ACTIVITY >> The records below must be reproduced in full and without error.

----- AVAILABLE RECORDS -----

//! Per-accessor cache of unlocked values
//!
//! Unsealed documents, file descriptors and unlocked allocations are kept
//! here for the lifetime of the accessor so repeated requests skip the
//! decrypt. Entries are keyed by entity id or by token path and are typed:
//! asking for a value as the wrong type is an error, not a miss.

use std::any::{type_name, Any};
use std::collections::HashMap;
use std::fmt;

use parking_lot::Mutex;
use uuid::Uuid;

use crate::{Error, Result};

#[derive(Debug, Clone, PartialEq, Eq, Hash)]
pub enum ContextKey {
    Id(Uuid),
    Token(String),
}

impl From<Uuid> for ContextKey {
    fn from(id: Uuid) -> Self {
        ContextKey::Id(id)
    }
}

impl From<&str> for ContextKey {
    fn from(token: &str) -> Self {
        ContextKey::Token(token.to_string())
    }
}

impl From<String> for ContextKey {
    fn from(token: String) -> Self {
        ContextKey::Token(token)
    }
}

struct Entry {
    value: Box<dyn Any + Send + Sync>,
    type_name: &'static str,
}

#[derive(Default)]
pub struct AccessorContext {
    entries: Mutex<HashMap<ContextKey, Entry>>,
}

impl fmt::Debug for AccessorContext {
    fn fmt(&self, f: &mut fmt::Formatter<'_>) -> fmt::Result {
        let entries = self.entries.lock();
        f.debug_map()
            .entries(entries.iter().map(|(key, entry)| (key, entry.type_name)))
            .finish()
    }
}

impl AccessorContext {
    pub fn new() -> Self {
        Self::default()
    }

    /// Cache `value` under `key`, replacing whatever was there.
    pub fn retain<V>(&self, key: impl Into<ContextKey>, value: V)
    where
        V: Any + Send + Sync,
    {
        let entry = Entry {
            value: Box::new(value),
            type_name: type_name::<V>(),
        };
        self.entries.lock().insert(key.into(), entry);
    }

    /// Fetch a clone of the cached value.
    ///
    /// Returns `Ok(None)` on a miss and [`Error::TypeConflict`] when the key
    /// holds a value of another type.
    pub fn retrieve<V>(&self, key: impl Into<ContextKey>) -> Result<Option<V>>
    where
        V: Any + Clone,
    {
        let entries = self.entries.lock();
        let Some(entry) = entries.get(&key.into()) else {
            return Ok(None);
        };
        match entry.value.downcast_ref::<V>() {
            Some(value) => Ok(Some(value.clone())),
            None => Err(Error::TypeConflict {
                expected: type_name::<V>(),
                actual: entry.type_name,
            }),
        }
    }

    pub fn remove(&self, key: impl Into<ContextKey>) -> bool {
        self.entries.lock().remove(&key.into()).is_some()
    }

    pub fn contains(&self, key: impl Into<ContextKey>) -> bool {
        self.entries.lock().contains_key(&key.into())
    }

    pub fn len(&self) -> usize {
        self.entries.lock().len()
    }

    pub fn is_empty(&self) -> bool {
        self.len() == 0
    }
}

-----

WRITTEN ANSWER >>
//! Per-accessor cache of unlocked values
//!
//! Unsealed documents, file descriptors and unlocked allocations are kept
//! here for the lifetime of the accessor so repeated requests skip the
//! decrypt. Entries are keyed by entity id or by token path and are typed:
//! asking for a value as the wrong type is an error, not a miss.

use std::any::{type_name, Any};
use std::collections::HashMap;
use std::fmt;

use parking_lot::Mutex;
use uuid::Uuid;

use crate::{Error, Result};

#[derive(Debug, Clone, PartialEq, Eq, Hash)]
pub enum ContextKey {
    Id(Uuid),
    Token(String),
}

impl From<Uuid> for ContextKey {
    fn from(id: Uuid) -> Self {
        ContextKey::Id(id)
    }
}

impl From<&str> for ContextKey {
    fn from(token: &str) -> Self {
        ContextKey::Token(token.to_string())
    }
}

impl From<String> for ContextKey {
    fn from(token: String) -> Self {
        ContextKey::Token(token)
    }
}

struct Entry {
    value: Box<dyn Any + Send + Sync>,
    type_name: &'static str,
}

#[derive(Default)]
pub struct AccessorContext {
    entries: Mutex<HashMap<ContextKey, Entry>>,
}

impl fmt::Debug for AccessorContext {
    fn fmt(&self, f: &mut fmt::Formatter<'_>) -> fmt::Result {
        let entries = self.entries.lock();
        f.debug_map()
            .entries(entries.iter().map(|(key, entry)| (key, entry.type_name)))
            .finish()
    }
}

impl AccessorContext {
    pub fn new() -> Self {
        Self::default()
    }

    /// Cache `value` under `key`, replacing whatever was there.
    pub fn retain<V>(&self, key: impl Into<ContextKey>, value: V)
    where
        V: Any + Send + Sync,
    {
        let entry = Entry {
            value: Box::new(value),
            type_name: type_name::<V>(),
        };
        self.entries.lock().insert(key.into(), entry);
    }

    /// Fetch a clone of the cached value.
    ///
    /// Returns `Ok(None)` on a miss and [`Error::TypeConflict`] when the key
    /// holds a value of another type.
    pub fn retrieve<V>(&self, key: impl Into<ContextKey>) -> Result<Option<V>>
    where
        V: Any + Clone,
    {
        let entries = self.entries.lock();
        let Some(entry) = entries.get(&key.into()) else {
            return Ok(None);
        };
        match entry.value.downcast_ref::<V>() {
            Some(value) => Ok(Some(value.clone())),
            None => Err(Error::TypeConflict {
                expected: type_name::<V>(),
                actual: entry.type_name,
            }),
        }
    }

    pub fn remove(&self, key: impl Into<ContextKey>) -> bool {
        self.entries.lock().remove(&key.into()).is_some()
    }

    pub fn contains(&self, key: impl Into<ContextKey>) -> bool {
        self.entries.lock().contains_key(&key.into())
    }

    pub fn len(&self) -> usize {
        self.entries.lock().len()
    }

    pub fn is_empty(&self) -> bool {
        self.len() == 0
    }
}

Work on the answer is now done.